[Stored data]
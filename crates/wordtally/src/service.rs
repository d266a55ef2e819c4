//! The operations a caller or external scheduler drives.

use std::path::PathBuf;
use std::time::Duration;

use serde::{Deserialize, Serialize};
use tracing::{info, warn};

use crate::attachments::{AttachmentRef, AttachmentStore, DirectoryAttachmentStore};
use crate::batch::{BatchCoordinator, BatchProgress};
use crate::cache::{self, CacheStore, MemoryCache, SqliteCache, ATTACHMENTS_KEY, CONTENT_KEY};
use crate::config::Config;
use crate::content::{AggregateResult, ContentAggregator, ContentFilter, ContentSource, DirectoryContentSource};
use crate::error::Result;
use crate::fields::{FieldExtractor, Reconciler};

/// Cached totals as shown to a user.
#[derive(Debug, Clone, PartialEq, Serialize, Deserialize)]
pub struct TallySummary {
    pub content: Option<AggregateResult>,
    pub attachments_total: Option<u64>,
    pub combined_total: Option<u64>,
}

pub struct WordTally {
    content: Box<dyn ContentSource>,
    attachments: Box<dyn AttachmentStore>,
    cache: Box<dyn CacheStore>,
    aggregator: ContentAggregator,
    coordinator: BatchCoordinator,
    ttl: Duration,
}

impl WordTally {
    pub fn new(
        content: Box<dyn ContentSource>,
        attachments: Box<dyn AttachmentStore>,
        cache: Box<dyn CacheStore>,
        aggregator: ContentAggregator,
        coordinator: BatchCoordinator,
        ttl: Duration,
    ) -> Self {
        Self {
            content,
            attachments,
            cache,
            aggregator,
            coordinator: coordinator.with_ttl(ttl),
            ttl,
        }
    }

    /// Production constructor: directory-backed stores and the SQLite cache.
    pub fn from_config(config: &Config) -> Result<Self> {
        let layout_key = config.content.layout_key.clone();
        let reconciler = Reconciler::new(config.content.field_kinds.clone(), layout_key.clone());

        let content = DirectoryContentSource::new(
            dir_or_empty(config.content.directory.as_deref()),
            reconciler,
        );
        let attachments =
            DirectoryAttachmentStore::new(dir_or_empty(config.attachments.directory.as_deref()));

        let cache: Box<dyn CacheStore> = match config.cache.resolved_path() {
            Some(path) => Box::new(SqliteCache::open(&path)?),
            None => {
                warn!("No home directory for the cache database, using an in-memory cache");
                Box::new(MemoryCache::new())
            }
        };

        Ok(Self::new(
            Box::new(content),
            Box::new(attachments),
            cache,
            ContentAggregator::new(
                ContentFilter::new(config.content.inclusion_state.clone()),
                FieldExtractor::new(layout_key),
            ),
            BatchCoordinator::for_format(config.attachments.format),
            config.cache.ttl(),
        ))
    }

    pub fn aggregate_content(&self) -> AggregateResult {
        self.aggregator.aggregate(self.content.as_ref())
    }

    /// Recomputes the content aggregate and caches it. The previous entry
    /// is dropped first so an interrupted refresh never leaves a partial
    /// value behind.
    pub fn refresh_content(&self) -> Result<AggregateResult> {
        self.cache.invalidate(CONTENT_KEY)?;
        let result = self.aggregate_content();
        cache::put_json(self.cache.as_ref(), CONTENT_KEY, &result, self.ttl)?;
        Ok(result)
    }

    pub fn list_pdf_candidates(&self) -> Vec<AttachmentRef> {
        self.coordinator.list_attachments(self.attachments.as_ref())
    }

    pub fn process_pdf_chunk(&self, ids: &[String]) -> u64 {
        self.coordinator.process_chunk(self.attachments.as_ref(), ids)
    }

    pub fn save_pdf_total(&self, total: u64) -> Result<()> {
        self.coordinator.save_total(self.cache.as_ref(), total)?;
        Ok(())
    }

    /// Starts a resumable run over the current candidates.
    pub fn start_pdf_batch(&self) -> BatchProgress {
        BatchProgress::new(self.list_pdf_candidates().into_iter().map(|r| r.id).collect())
    }

    /// Drives every phase in process: list, each chunk, then save.
    pub fn run_pdf_batch(&self, chunk_size: usize) -> Result<BatchProgress> {
        let mut progress = self.start_pdf_batch();

        while !progress.is_complete() {
            let chunk = progress.next_chunk(chunk_size);
            let words = self.process_pdf_chunk(&chunk);
            progress.record(words);
        }

        self.save_pdf_total(progress.running_total)?;
        info!(
            attachments = progress.attachment_ids.len(),
            total_words = progress.running_total,
            "Attachment batch complete"
        );
        Ok(progress)
    }

    pub fn cached_content(&self) -> Result<Option<AggregateResult>> {
        Ok(cache::get_json(self.cache.as_ref(), CONTENT_KEY)?)
    }

    pub fn cached_pdf_total(&self) -> Result<Option<u64>> {
        Ok(cache::get_json(self.cache.as_ref(), ATTACHMENTS_KEY)?)
    }

    /// Content total plus attachment total; `None` when neither is cached.
    pub fn combined_total(&self) -> Result<Option<u64>> {
        Ok(combine(
            self.cached_content()?.map(|c| c.total_words),
            self.cached_pdf_total()?,
        ))
    }

    pub fn summary(&self) -> Result<TallySummary> {
        let content = self.cached_content()?;
        let attachments_total = self.cached_pdf_total()?;
        let combined_total = combine(content.as_ref().map(|c| c.total_words), attachments_total);

        Ok(TallySummary {
            content,
            attachments_total,
            combined_total,
        })
    }
}

fn dir_or_empty(directory: Option<&str>) -> PathBuf {
    directory.map(PathBuf::from).unwrap_or_default()
}

fn combine(content: Option<u64>, attachments: Option<u64>) -> Option<u64> {
    match (content, attachments) {
        (None, None) => None,
        (c, a) => Some(c.unwrap_or(0).saturating_add(a.unwrap_or(0))),
    }
}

**What to do**
An exact copy of every record is required.

**Result for this exercise**
filename crates/wordtally/src/service.rs
repository d266a55ef2e819c4
//! The operations a caller or external scheduler drives.

use std::path::PathBuf;
use std::time::Duration;

use serde::{Deserialize, Serialize};
use tracing::{info, warn};

use crate::attachments::{AttachmentRef, AttachmentStore, DirectoryAttachmentStore};
use crate::batch::{BatchCoordinator, BatchProgress};
use crate::cache::{self, CacheStore, MemoryCache, SqliteCache, ATTACHMENTS_KEY, CONTENT_KEY};
use crate::config::Config;
use crate::content::{AggregateResult, ContentAggregator, ContentFilter, ContentSource, DirectoryContentSource};
use crate::error::Result;
use crate::fields::{FieldExtractor, Reconciler};

/// Cached totals as shown to a user.
#[derive(Debug, Clone, PartialEq, Serialize, Deserialize)]
pub struct TallySummary {
    pub content: Option<AggregateResult>,
    pub attachments_total: Option<u64>,
    pub combined_total: Option<u64>,
}

pub struct WordTally {
    content: Box<dyn ContentSource>,
    attachments: Box<dyn AttachmentStore>,
    cache: Box<dyn CacheStore>,
    aggregator: ContentAggregator,
    coordinator: BatchCoordinator,
    ttl: Duration,
}

impl WordTally {
    pub fn new(
        content: Box<dyn ContentSource>,
        attachments: Box<dyn AttachmentStore>,
        cache: Box<dyn CacheStore>,
        aggregator: ContentAggregator,
        coordinator: BatchCoordinator,
        ttl: Duration,
    ) -> Self {
        Self {
            content,
            attachments,
            cache,
            aggregator,
            coordinator: coordinator.with_ttl(ttl),
            ttl,
        }
    }

    /// Production constructor: directory-backed stores and the SQLite cache.
    pub fn from_config(config: &Config) -> Result<Self> {
        let layout_key = config.content.layout_key.clone();
        let reconciler = Reconciler::new(config.content.field_kinds.clone(), layout_key.clone());

        let content = DirectoryContentSource::new(
            dir_or_empty(config.content.directory.as_deref()),
            reconciler,
        );
        let attachments =
            DirectoryAttachmentStore::new(dir_or_empty(config.attachments.directory.as_deref()));

        let cache: Box<dyn CacheStore> = match config.cache.resolved_path() {
            Some(path) => Box::new(SqliteCache::open(&path)?),
            None => {
                warn!("No home directory for the cache database, using an in-memory cache");
                Box::new(MemoryCache::new())
            }
        };

        Ok(Self::new(
            Box::new(content),
            Box::new(attachments),
            cache,
            ContentAggregator::new(
                ContentFilter::new(config.content.inclusion_state.clone()),
                FieldExtractor::new(layout_key),
            ),
            BatchCoordinator::for_format(config.attachments.format),
            config.cache.ttl(),
        ))
    }

    pub fn aggregate_content(&self) -> AggregateResult {
        self.aggregator.aggregate(self.content.as_ref())
    }

    /// Recomputes the content aggregate and caches it. The previous entry
    /// is dropped first so an interrupted refresh never leaves a partial
    /// value behind.
    pub fn refresh_content(&self) -> Result<AggregateResult> {
        self.cache.invalidate(CONTENT_KEY)?;
        let result = self.aggregate_content();
        cache::put_json(self.cache.as_ref(), CONTENT_KEY, &result, self.ttl)?;
        Ok(result)
    }

    pub fn list_pdf_candidates(&self) -> Vec<AttachmentRef> {
        self.coordinator.list_attachments(self.attachments.as_ref())
    }

    pub fn process_pdf_chunk(&self, ids: &[String]) -> u64 {
        self.coordinator.process_chunk(self.attachments.as_ref(), ids)
    }

    pub fn save_pdf_total(&self, total: u64) -> Result<()> {
        self.coordinator.save_total(self.cache.as_ref(), total)?;
        Ok(())
    }

    /// Starts a resumable run over the current candidates.
    pub fn start_pdf_batch(&self) -> BatchProgress {
        BatchProgress::new(self.list_pdf_candidates().into_iter().map(|r| r.id).collect())
    }

    /// Drives every phase in process: list, each chunk, then save.
    pub fn run_pdf_batch(&self, chunk_size: usize) -> Result<BatchProgress> {
        let mut progress = self.start_pdf_batch();

        while !progress.is_complete() {
            let chunk = progress.next_chunk(chunk_size);
            let words = self.process_pdf_chunk(&chunk);
            progress.record(words);
        }

        self.save_pdf_total(progress.running_total)?;
        info!(
            attachments = progress.attachment_ids.len(),
            total_words = progress.running_total,
            "Attachment batch complete"
        );
        Ok(progress)
    }

    pub fn cached_content(&self) -> Result<Option<AggregateResult>> {
        Ok(cache::get_json(self.cache.as_ref(), CONTENT_KEY)?)
    }

    pub fn cached_pdf_total(&self) -> Result<Option<u64>> {
        Ok(cache::get_json(self.cache.as_ref(), ATTACHMENTS_KEY)?)
    }

    /// Content total plus attachment total; `None` when neither is cached.
    pub fn combined_total(&self) -> Result<Option<u64>> {
        Ok(combine(
            self.cached_content()?.map(|c| c.total_words),
            self.cached_pdf_total()?,
        ))
    }

    pub fn summary(&self) -> Result<TallySummary> {
        let content = self.cached_content()?;
        let attachments_total = self.cached_pdf_total()?;
        let combined_total = combine(content.as_ref().map(|c| c.total_words), attachments_total);

        Ok(TallySummary {
            content,
            attachments_total,
            combined_total,
        })
    }
}

fn dir_or_empty(directory: Option<&str>) -> PathBuf {
    directory.map(PathBuf::from).unwrap_or_default()
}

fn combine(content: Option<u64>, attachments: Option<u64>) -> Option<u64> {
    match (content, attachments) {
        (None, None) => None,
        (c, a) => Some(c.unwrap_or(0).saturating_add(a.unwrap_or(0))),
    }
}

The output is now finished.